As always, Jamie Manson provides incisive, theologically perceptive analysis at National Catholic Reporter. Her thesis (and this dovetails with what I’ve just posted about the movement of angry Anglicans back across the Tiber): in rebranding itself to appeal to the right-wing fringes, the Catholic church is, at present, negating its mission to those on the margins. …

And as the St. Louis Post-Dispatch notes with an editorial statement today, even as the USCCB lobbies against what it claims is a war to diminish Catholic freedom in the U.S., the Catholic bishops have just mounted another conspicuously ugly attack against survivors of clerical sexual abuse by targeting SNAP leaders David Clohessy and Barbara Dorris. The bishops’ lawyers are playing hardball games with SNAP, trying to force it to reveal privileged communications with victims of clerical sexual abuse–though the bishops themselves have never revealed a single scrap of their own files about abuse cases except under serious court and legal duress.

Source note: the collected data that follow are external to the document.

//! Lifecycle controller for the market.
//!
//! The [`Orchestrator`] is a small state machine over
//! `Stopped → Running ⇄ Running+Paused → Stopped`. It owns the configuration,
//! the pool of the current run and the actor registry, all behind one async
//! mutex so state checks and mutations never interleave.
//!
//! Invalid-state requests are rejected before anything changes.

use crate::customer::CustomerActor;
use crate::metrics::ActorMetrics;
use crate::notifier::announce;
use crate::pool::TicketPool;
use crate::registry::{ActorRegistry, ActorReport, RegisteredActor};
use crate::timing::ActorTiming;
use crate::vendor::VendorActor;
use serde::Serialize;
use std::sync::Arc;
use ticket_market_core::{
    ActorKind, Customer, MarketConfig, MarketEnvironment, MarketError, Vendor,
};
use tokio::sync::Mutex;
use tracing::{error, info, warn};

/// Name of the vendor launched by every `start`.
pub const DEFAULT_VENDOR: &str = "Default-Vendor";

/// Point-in-time system status.
#[derive(Debug, Clone, Copy, Default, PartialEq, Eq, Serialize)]
#[serde(rename_all = "camelCase")]
pub struct SystemStatus {
    /// A run is in progress
    pub running: bool,
    /// The run is paused
    pub paused: bool,
    /// AVAILABLE tickets in the pool
    pub available_tickets: u32,
    /// Tickets that may still be admitted
    pub remaining_tickets: u32,
    /// Vendor tasks still running
    pub active_vendors: u32,
    /// Customer tasks still running
    pub active_customers: u32,
    /// Tickets sold so far
    pub sold_tickets: u32,
    /// Customers waiting for a ticket
    pub waiting_customers: u32,
    /// The pool stopped on its own (supply exhausted)
    pub pool_stopped: bool,
}

/// Outcome of [`Orchestrator::stop`].
#[derive(Debug, Default)]
pub struct ShutdownReport {
    /// Actor reports, by name
    pub finished: Vec<(String, ActorReport)>,
    /// Actors that missed the grace period and were aborted
    pub timed_out: Vec<String>,
    /// Actors that failed or panicked
    pub failures: Vec<MarketError>,
}

#[derive(Debug)]
struct Run {
    pool: Arc<TicketPool>,
    registry: ActorRegistry,
    paused: bool,
}

#[derive(Debug)]
struct Inner {
    config: MarketConfig,
    run: Option<Run>,
}

/// Starts, stops, pauses and resumes runs and registers actors.
#[derive(Debug)]
pub struct Orchestrator {
    env: MarketEnvironment,
    timing: ActorTiming,
    inner: Mutex<Inner>,
}

impl Orchestrator {
    /// Create a stopped orchestrator with the default configuration.
    #[must_use]
    pub fn new(env: MarketEnvironment) -> Self {
        Self {
            env,
            timing: ActorTiming::default(),
            inner: Mutex::new(Inner {
                config: MarketConfig::default(),
                run: None,
            }),
        }
    }

    /// Use different actor timings.
    #[must_use]
    pub const fn with_timing(mut self, timing: ActorTiming) -> Self {
        self.timing = timing;
        self
    }

    /// Replace the configuration. Only allowed while stopped.
    ///
    /// # Errors
    ///
    /// - [`MarketError::InvalidState`] while a run is in progress
    /// - [`MarketError::InvalidArgument`] if the configuration is invalid
    pub async fn configure(&self, config: MarketConfig) -> Result<MarketConfig, MarketError> {
        let mut inner = self.inner.lock().await;
        if inner.run.is_some() {
            return Err(MarketError::InvalidState(
                "Cannot update configuration while running".to_string(),
            ));
        }
        config.validate()?;
        inner.config = config;
        info!(
            total = config.total_tickets,
            release_rate = config.ticket_release_rate,
            retrieval_rate = config.customer_retrieval_rate,
            capacity = config.max_ticket_capacity,
            "Configuration updated"
        );
        Ok(config)
    }

    /// Current configuration.
    pub async fn config(&self) -> MarketConfig {
        self.inner.lock().await.config
    }

    /// Start a run: fresh pool plus the default vendor.
    ///
    /// # Errors
    ///
    /// Returns [`MarketError::InvalidState`] if a run is already in progress.
    pub async fn start(&self) -> Result<(), MarketError> {
        let mut inner = self.inner.lock().await;
        if inner.run.is_some() {
            return Err(MarketError::InvalidState(
                "Ticket operations are already running.".to_string(),
            ));
        }
        let config = inner.config;
        config.validate()?;

        let pool = Arc::new(TicketPool::new(&config, self.env.clone()));
        let mut registry = ActorRegistry::new();
        let vendor = Vendor::new(DEFAULT_VENDOR, config.ticket_release_rate);
        self.spawn_vendor(&pool, &mut registry, vendor)?;

        inner.run = Some(Run {
            pool,
            registry,
            paused: false,
        });
        info!(total = config.total_tickets, capacity = config.max_ticket_capacity, "Run started");
        self.announce("Ticket operations started");
        Ok(())
    }

    /// Stop the run: stop the pool, cancel every actor and wait for each for
    /// the grace period. Actors that miss it are aborted.
    ///
    /// # Errors
    ///
    /// Returns [`MarketError::InvalidState`] if no run is in progress.
    pub async fn stop(&self) -> Result<ShutdownReport, MarketError> {
        let mut inner = self.inner.lock().await;
        let Some(mut run) = inner.run.take() else {
            return Err(MarketError::InvalidState(
                "Ticket operations are not running.".to_string(),
            ));
        };

        run.pool.stop().await;
        run.registry.cancel_all();

        let report = self.await_actors(run.registry.drain()).await;
        info!(
            finished = report.finished.len(),
            timed_out = report.timed_out.len(),
            failures = report.failures.len(),
            sold = run.pool.sold_count(),
            "Run stopped"
        );
        self.announce("Ticket Operation Stopped.");
        Ok(report)
    }

    /// Pause the run.
    ///
    /// # Errors
    ///
    /// Returns [`MarketError::InvalidState`] if no run is in progress or it is
    /// already paused.
    pub async fn pause(&self) -> Result<(), MarketError> {
        let mut inner = self.inner.lock().await;
        let run = running(&mut inner)?;
        if run.paused {
            return Err(MarketError::InvalidState(
                "Ticket operations are already paused.".to_string(),
            ));
        }
        run.pool.set_paused(true).await;
        run.paused = true;
        self.announce("Pausing ticket operations...");
        Ok(())
    }

    /// Resume a paused run and wake every suspended caller.
    ///
    /// # Errors
    ///
    /// Returns [`MarketError::InvalidState`] if no run is in progress or it is
    /// not paused.
    pub async fn resume(&self) -> Result<(), MarketError> {
        let mut inner = self.inner.lock().await;
        let run = running(&mut inner)?;
        if !run.paused {
            return Err(MarketError::InvalidState(
                "Ticket operations are not paused.".to_string(),
            ));
        }
        run.pool.set_paused(false).await;
        run.pool.wake_all();
        run.paused = false;
        self.announce("Resuming ticket operations...");
        Ok(())
    }

    /// Register and launch a vendor.
    ///
    /// # Errors
    ///
    /// - [`MarketError::NotRunning`] if no run is in progress
    /// - [`MarketError::InvalidArgument`] for an empty name or a zero rate
    /// - [`MarketError::DuplicateActor`] if the vendor name is taken
    pub async fn add_vendor(&self, name: &str, release_rate: u32) -> Result<Vendor, MarketError> {
        let mut inner = self.inner.lock().await;
        let Some(run) = inner.run.as_mut() else {
            return Err(MarketError::NotRunning);
        };
        require_name(name)?;
        require_positive("release rate", release_rate)?;
        run.registry.ensure_vacant(ActorKind::Vendor, name)?;

        let vendor = Vendor::new(name, release_rate);
        self.spawn_vendor(&run.pool, &mut run.registry, vendor.clone())?;
        self.announce(&format!("Vendor {name} added with release rate as {release_rate}"));
        Ok(vendor)
    }

    /// Register, persist and launch a customer.
    ///
    /// A missing `retrieval_rate` falls back to the configured rate. A quota,
    /// when given, replaces the rate for the customer's whole life.
    ///
    /// # Errors
    ///
    /// - [`MarketError::NotRunning`] if no run is in progress
    /// - [`MarketError::InvalidArgument`] for an empty name or a zero rate/quota
    /// - [`MarketError::DuplicateActor`] if the customer name is taken
    /// - [`MarketError::Persistence`] if the customer record cannot be saved;
    ///   nothing is launched in that case
    pub async fn add_customer(
        &self,
        name: &str,
        vip: bool,
        quota: Option<u32>,
        retrieval_rate: Option<u32>,
    ) -> Result<Customer, MarketError> {
        let mut inner = self.inner.lock().await;
        let default_rate = inner.config.customer_retrieval_rate;
        let Some(run) = inner.run.as_mut() else {
            return Err(MarketError::NotRunning);
        };
        require_name(name)?;
        let rate = retrieval_rate.unwrap_or(default_rate);
        require_positive("retrieval rate", rate)?;
        if let Some(quota) = quota {
            require_positive("ticket quota", quota)?;
        }
        run.registry.ensure_vacant(ActorKind::Customer, name)?;

        let customer = Customer::new(name, vip, quota, rate);
        if let Err(e) = self.env.sink.save_customer(&customer).await {
            error!(customer = %name, error = %e, "Failed to persist customer");
            return Err(e.into());
        }

        let handle = CustomerActor::new(customer.clone(), run.pool.clone(), self.timing).spawn();
        run.registry.insert(ActorKind::Customer, name, handle)?;
        ActorMetrics::record_spawn(ActorKind::Customer);

        self.announce(&format!(
            "Customer {} added with retrieval rate as {}",
            customer.label(),
            customer.effective_rate()
        ));
        Ok(customer)
    }

    /// Current status. Counts are zero while stopped.
    pub async fn status(&self) -> SystemStatus {
        let inner = self.inner.lock().await;
        let Some(run) = inner.run.as_ref() else {
            return SystemStatus::default();
        };
        SystemStatus {
            running: true,
            paused: run.paused,
            available_tickets: run.pool.available_count(),
            remaining_tickets: run.pool.remaining_supply(),
            active_vendors: run.registry.active_count(ActorKind::Vendor),
            active_customers: run.registry.active_count(ActorKind::Customer),
            sold_tickets: run.pool.sold_count(),
            waiting_customers: run.pool.waiting_count(),
            pool_stopped: run.pool.is_stopped(),
        }
    }

    /// Whether a run is in progress.
    pub async fn is_running(&self) -> bool {
        self.inner.lock().await.run.is_some()
    }

    /// Pool of the current run, for observers.
    pub async fn pool(&self) -> Option<Arc<TicketPool>> {
        self.inner.lock().await.run.as_ref().map(|run| run.pool.clone())
    }

    fn spawn_vendor(
        &self,
        pool: &Arc<TicketPool>,
        registry: &mut ActorRegistry,
        vendor: Vendor,
    ) -> Result<(), MarketError> {
        let name = vendor.name.clone();
        let handle = VendorActor::new(vendor, pool.clone(), self.timing).spawn();
        registry.insert(ActorKind::Vendor, &name, handle)?;
        ActorMetrics::record_spawn(ActorKind::Vendor);
        Ok(())
    }

    /// Wait for each actor for the grace period.
    async fn await_actors(&self, actors: Vec<RegisteredActor>) -> ShutdownReport {
        let grace = self.timing.shutdown_grace;
        let mut report = ShutdownReport::default();

        for RegisteredActor { kind, name, handle } in actors {
            let mut join = handle.into_join();
            match tokio::time::timeout(grace, &mut join).await {
                Ok(Ok(Ok(actor_report))) => {
                    info!(%kind, actor = %name, "Actor stopped gracefully");
                    report.finished.push((name, actor_report));
                },
                Ok(Ok(Err(e))) => {
                    error!(%kind, actor = %name, error = %e, "Actor ended with an error");
                    report.failures.push(e.into());
                },
                Ok(Err(e)) => {
                    error!(%kind, actor = %name, error = %e, "Actor task failed");
                    report.failures.push(MarketError::ActorFailed {
                        name,
                        reason: e.to_string(),
                    });
                },
                Err(_) => {
                    warn!(%kind, actor = %name, "Actor shutdown timed out");
                    join.abort();
                    report.timed_out.push(name);
                },
            }
        }
        report
    }

    fn announce(&self, event: &str) {
        announce(self.env.notifier.as_ref(), event);
    }
}

fn running(inner: &mut Inner) -> Result<&mut Run, MarketError> {
    inner.run.as_mut().ok_or_else(|| {
        MarketError::InvalidState("Ticket operations are not running.".to_string())
    })
}

fn require_name(name: &str) -> Result<(), MarketError> {
    if name.trim().is_empty() {
        return Err(MarketError::InvalidArgument(
            "name must not be empty".to_string(),
        ));
    }
    Ok(())
}

fn require_positive(what: &str, value: u32) -> Result<(), MarketError> {
    if value == 0 {
        return Err(MarketError::InvalidArgument(format!(
            "{what} must be greater than zero"
        )));
    }
    Ok(())
}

Catholics who support the bishops and who have not ever intended to make room in their hearts and in the Catholic community for survivors of abuse are gleeful that David Clohessy and SNAP are refusing to adhere to a court order to open files that contain confidential information about abuse victims. What must not be lost sight of in the midst of these legal games is that they’re designed to smear SNAP, to damage its credibility, and to make any and all victims of clerical sexual abuse anywhere in the U.S. afraid to come forward with claims.

It’s about, in other words, protecting the church’s assets and tamping down lawsuits by survivors. It’s about using the church’s huge bank accounts and overweening power to threaten and intimidate groups who advocate for survivors of sexual abuse.

What it is conspicuously not about is loving, welcoming, and healing survivors of childhood sexual abuse.